Temuan KPK: Aset Bermasalah Pemprov DKI Jakarta Capai Ratusan Triliun
Berita

Temuan KPK: Aset Bermasalah Pemprov DKI Jakarta Capai Ratusan Triliun

Pemprov DKI beralasan ada sejumlah kendala sehingga penerimaan aset belum optimal.

Oleh:
Aji Prasetyo
Bacaan 2 Menit

Menurut Kepala Koordinator Wilayah III KPK Abdul Haris aset-aset bermasalah di DKI Jakarta tersebut nilainya mencapai ratusan triliun. “Aset-aset ini dapat kita selesaikan baik secara perdata maupun secara pidana. Semoga kalaupun harus secara pidana, kita memiliki strategi agar dapat memenangkan perkara yang disidangkan. Diawali dengan pendokumentasian yang benar,” katanya.

KPK memberikan rekomendasi langkah-langkah yang perlu diambil oleh pemda DKI untuk mempercepat sertifikasi serta penertiban aset maupun fasum fasos di antaranya membentuk pokja penyelesaian aset bermasalah, penetapan Perda pengelolaan Barang Milik Daerah (BMD), identifikasi aset bersama seluruh OPD, Koordinasi dengan BPN dan kejaksaan, kunjungan aset bermasalah, pemasangan papan bicara/tanda batas, identifikasi dan verifikasi fasum fasos.

KPK juga mencatat dari upaya pengelolaan aset pemda DKI Jakarta tahun 2019 didapat nilai penertiban dan penyelamatan aset senilai total Rp3,7 triliun. Terdiri dari penertiban aset senilai Rp334 miliar, penyelamatan aset senilai Rp1,18 triliun, dan nilai kontribusi yang terbesar yaitu senilai Rp2,19 triliun dari fasum fasos. KPK meyakini potensi penertiban dan penyelamatan aset pemda DKI jauh lebih besar dari yang sudah didapat di tahun 2019.

Alasan Pemprov

Sementara itu perwakilan Badan Pendapatan Daerah (Bapenda) Provinsi Daerah Khusus Ibukota (DKI) Jakarta Ali Hanafiah, menyebutkan bahwa masih rendahnya pencapaian penerimaan pajak daerah di wilayah kerjanya, disebabkan oleh beberapa kendala, di antaranya adalah perlunya harmonisasi beberapa regulasi yang mengatur pengelolaan pajak daerah, serta pembenahan pola penanganan penarikan pajak dari Badan Usaha Milik Negara (BUMN), seperti PT Pertamina dan PT PLN.

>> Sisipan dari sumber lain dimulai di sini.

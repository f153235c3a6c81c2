//! HTTP API handlers for imrate-ui

pub mod buildinfo;
pub mod export;
pub mod health;
pub mod image;
pub mod rating;
pub mod session;
pub mod ui;

pub use buildinfo::get_build_info;
pub use export::export_csv;
pub use health::health_routes;
pub use image::current_image;
pub use rating::{go_back, submit_rating};
pub use session::{begin_session, get_session};
pub use ui::{serve_app_js, serve_index};

use axum::http::StatusCode;
use axum::response::{IntoResponse, Response};
use axum::Json;
use serde_json::json;

/// API error surfaced to the survey page as a JSON `{"error": ...}` body
#[derive(Debug)]
pub enum ApiError {
    /// An operation needed a session and none has begun
    NoSession,
    /// Begin was called while a session is already active
    SessionActive,
    /// Malformed or out-of-range request input
    BadRequest(String),
    /// Missing directory, image, or other resource
    NotFound(String),
    /// Asset read or serialization failure
    Internal(String),
}

impl From<imrate_common::Error> for ApiError {
    fn from(err: imrate_common::Error) -> Self {
        use imrate_common::Error;
        match err {
            Error::InvalidInput(msg) => ApiError::BadRequest(msg),
            Error::NotFound(msg) => ApiError::NotFound(msg),
            Error::Config(msg) => ApiError::Internal(msg),
            Error::Io(err) => ApiError::Internal(err.to_string()),
            Error::Csv(err) => ApiError::Internal(err.to_string()),
            Error::Internal(msg) => ApiError::Internal(msg),
        }
    }
}

impl IntoResponse for ApiError {
    fn into_response(self) -> Response {
        let (status, message) = match self {
            ApiError::NoSession => (
                StatusCode::CONFLICT,
                "no active session; enter a rater name to begin".to_string(),
            ),
            ApiError::SessionActive => (
                StatusCode::CONFLICT,
                "a session is already active".to_string(),
            ),
            ApiError::BadRequest(msg) => (StatusCode::BAD_REQUEST, msg),
            ApiError::NotFound(msg) => (StatusCode::NOT_FOUND, msg),
            ApiError::Internal(msg) => (StatusCode::INTERNAL_SERVER_ERROR, msg),
        };

        let body = Json(json!({
            "error": message,
        }));

        (status, body).into_response()
    }
}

“Di samping itu, bencana Covid-19 juga mengakibatkan sulitnya memperoleh penerimaan pajak, karena sejumlah bisnis di wilayah Jakarta menutup usahanya untuk sementara,” kata Ali Hanafiah. (Baca: KPK Setorkan Rp10 Miliar ke Kas Negara dari Hasil Eksekusi Politisi Golkar)

Sampai saat ini, tambahnya, memang belum ada rekonsiliasi data wajib pajak antara pihaknya, Badan Pendapatan Daerah (Bapenda) Provinsi Daerah Khusus Ibukota (DKI) Jakarta, dengan salah satu BUMN di mana para penyedia yang menjadi mitra BUMN terkait menjadi wajib pajak di wilayah DKI Jakarta.

Ke depan, katanya, harus ada upaya ke arah rekonsiliasi data wajib pajak tersebut, seraya mengungkapkan bahwa, terkait rekonsiliasi data, masih ada keberatan dari sejumlah penyedia ketika data mereka diinformasikan pada pihak lain di luar BUMN bersangkutan. Para penyedia tersebut khawatir data mereka akan tersebar ke kompetitornya.